Valdins Marketingmaschine lief; am nächsten Tag stand es in allen Zeitungen. Bröll war der erste, der anrief.
»Ein Klavierduell, Noto? Was ist das?«
Der stillschweigende Verweis auf Liszt und Thalberg war eine schlaue Idee, fand Notovich. Liszt galt heutzutage als größter Pianist aller Zeiten, doch zu seinen Lebzeiten gab es einen Rivalen, der ebenfalls Anspruch auf diesen Titel erhob: Sigismund Thalberg. Während Liszt mit seiner Geliebten Marie d'Agoult durch die Schweiz und Italien streifte, eroberte Thalberg Paris. Die Kritiker hatten Liszt schnell vergessen und riefen den Neuling zum König des Konzertpodiums aus. Liszt fühlte sich gezwungen, aus seiner Isolation zurückzukehren. Er ließ sich wieder auf die Bühne locken und ging die Konfrontation mit Thalberg ein. Die beiden Virtuosen spielten eine Reihe von historischen Klavierduellen in den Pariser Salons. Es war das »Medienereignis« des neunzehnten Jahrhunderts.
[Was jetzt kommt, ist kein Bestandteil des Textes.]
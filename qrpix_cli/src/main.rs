use std::fs::File;
use std::io::{BufWriter, Read, Write};
use std::path::{Path, PathBuf};

use anyhow::{Context, Result};
use clap::{Parser, Subcommand};
use env_logger::Env;

use qrpix::{Backend, Canvas, Color, QrCode};
use qrpix::{Raster, RasterFormat, RasterOptions};
use qrpix::{Svg, SvgOptions, SvgStyle};
use qrpix::{Text, TextOptions};

#[derive(Parser)]
#[command(name = "qrpix_cli")]
#[command(version)]
#[command(propagate_version = true)]
#[command(about = "Render QR code module matrices from the command line", long_about = None)]
struct Cli {
    #[command(subcommand)]
    command: Command,
}

#[derive(Subcommand)]
enum Command {
    #[command(flatten_help = true)]
    Render {
        #[arg(
            help = "Input file or stdin if unspecified",
            long_help = "Input file or stdin if unspecified. The input is a square grid of modules, one \
            line per row, where '#', '1', 'X', 'x' or '█' is a dark module and '.', '0', '_' or ' ' is a light one."
        )]
        file: Option<PathBuf>,
        #[arg(
            short,
            long,
            help = "Output file or stdout if unspecified",
            long_help = "Output file or stdout if unspecified. The output format is determined based on the extension. \
            Supported extensions are:\n\
            * text: .txt\n\
            * images: .png, .jpg, .jpeg\n\
            * vector: .svg"
        )]
        output: Option<PathBuf>,
        #[arg(
            long,
            allow_hyphen_values = true,
            help = "Pixels per module [default: 1 for text, 10 otherwise]"
        )]
        box_size: Option<String>,
        #[arg(
            long,
            allow_hyphen_values = true,
            default_value = "2",
            help = "Quiet zone width in modules"
        )]
        border: String,
        #[arg(long, default_value = "black", help = "Color of dark modules (images only)")]
        fill_color: String,
        #[arg(long, default_value = "white", help = "Color of light modules (images only)")]
        back_color: String,
        #[arg(long, help = "Trace all the modules in a single SVG path")]
        svg_path: bool,
        #[arg(long, help = "Swap light and dark patterns (text only)")]
        inverted: bool,
    },
}

enum Output {
    Stdout,
    Text(PathBuf),
    Raster(PathBuf, RasterFormat),
    Svg(PathBuf),
}

impl Output {
    fn is_text(&self) -> bool {
        matches!(self, Output::Stdout | Output::Text(_))
    }
}

fn determine_output_kind(path: Option<PathBuf>) -> Result<Output> {
    let Some(path) = path else {
        return Ok(Output::Stdout);
    };
    match path.extension().and_then(|ext| ext.to_str()) {
        Some("txt") => Ok(Output::Text(path)),
        Some("png") => Ok(Output::Raster(path, RasterFormat::Png)),
        Some("jpg" | "jpeg") => Ok(Output::Raster(path, RasterFormat::Jpeg)),
        Some("svg") => Ok(Output::Svg(path)),
        Some(invalid) => Err(anyhow::Error::msg(format!(
            "invalid output extension '{}'",
            invalid
        ))),
        None => Err(anyhow::Error::msg("requested output has no extension")),
    }
}

/// Draw `canvas` with backend `B` and save it into `output`.
fn render<B, W>(qrcode: &QrCode, canvas: &Canvas, options: B::Options, output: W) -> Result<()>
where
    B: Backend,
    B::Error: Send + Sync,
    W: Write,
{
    let image = qrcode.make_image::<B>(canvas, options)?;
    let mut writer = BufWriter::new(output);
    image.save(&mut writer)?;
    writer.flush()?;
    Ok(())
}

fn create(path: &Path) -> Result<File> {
    File::create(path).with_context(|| format!("cannot create '{}'", path.display()))
}

fn main() -> Result<()> {
    env_logger::Builder::from_env(Env::default().default_filter_or("warn")).init();
    let cli = Cli::parse();
    match cli.command {
        Command::Render {
            file,
            output,
            box_size,
            border,
            fill_color,
            back_color,
            svg_path,
            inverted,
        } => {
            // Before doing anything, make sure the requested output and configuration are valid.
            let output = determine_output_kind(output)?;
            let box_size = match box_size {
                Some(size) => size,
                None if output.is_text() => "1".to_string(),
                None => QrCode::DEFAULT_BOX_SIZE.to_string(),
            };
            let qrcode = QrCode::new(box_size, border)?;
            let fill_color: Color = fill_color.parse()?;
            let back_color: Color = back_color.parse()?;
            // Read the input grid.
            let mut text = String::new();
            match file {
                Some(path) => {
                    File::open(&path)
                        .with_context(|| format!("cannot open '{}'", path.display()))?
                        .read_to_string(&mut text)?;
                }
                None => {
                    std::io::stdin().read_to_string(&mut text)?;
                }
            };
            let canvas: Canvas = text.parse()?;
            log::info!(
                "rendering {}x{} modules with box size {} and border {}",
                canvas.size(),
                canvas.size(),
                qrcode.box_size(),
                qrcode.border()
            );
            let text_options = if inverted {
                TextOptions::new().inverted()
            } else {
                TextOptions::new()
            };
            match output {
                Output::Stdout => {
                    render::<Text, _>(&qrcode, &canvas, text_options, std::io::stdout().lock())?
                }
                Output::Text(path) => {
                    render::<Text, _>(&qrcode, &canvas, text_options, create(&path)?)?
                }
                Output::Raster(path, format) => {
                    let options = RasterOptions::default()
                        .with_fill_color(fill_color)
                        .with_back_color(back_color)
                        .with_format(format);
                    render::<Raster, _>(&qrcode, &canvas, options, create(&path)?)?
                }
                Output::Svg(path) => {
                    let style = if svg_path {
                        SvgStyle::Path
                    } else {
                        SvgStyle::Rects
                    };
                    let options = SvgOptions::default()
                        .with_fill_color(fill_color)
                        .with_back_color(Some(back_color).filter(|color| color.a > 0))
                        .with_style(style);
                    render::<Svg, _>(&qrcode, &canvas, options, create(&path)?)?
                }
            }
        }
    }
    Ok(())
}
Am anderen Ende der Leitung war es einen Moment still.
»Valdin inszeniert sich also nicht nur als dein Erbe«, flüsterte Bröll, »sondern auch als der des großen Liszt.«
»Genau.«
»Und was wirst du dagegen tun?«
»Bröll, du glaubst doch nicht, daß ich das ernsthaft erwäge?«
»Natürlich nicht, aber …«
»Es ist mir so was von egal, was die Leute von mir denken.«
»Früher wärst du aus der Haut gefahren.«
»Früher vielleicht.«
Verärgert legte er auf und ging unter die Dusche, um es von sich abzuspülen. Er wollte gerade den Wasserhahn aufdrehen, als ihm noch etwas klar wurde. Die Etüden von Paganini, die Valdin gestern abend gespielt hatte, waren auch kein Zufall. Es war eine überdeutliche Botschaft gewesen. Aber wie konnte Valdin das wissen? Das war unmöglich.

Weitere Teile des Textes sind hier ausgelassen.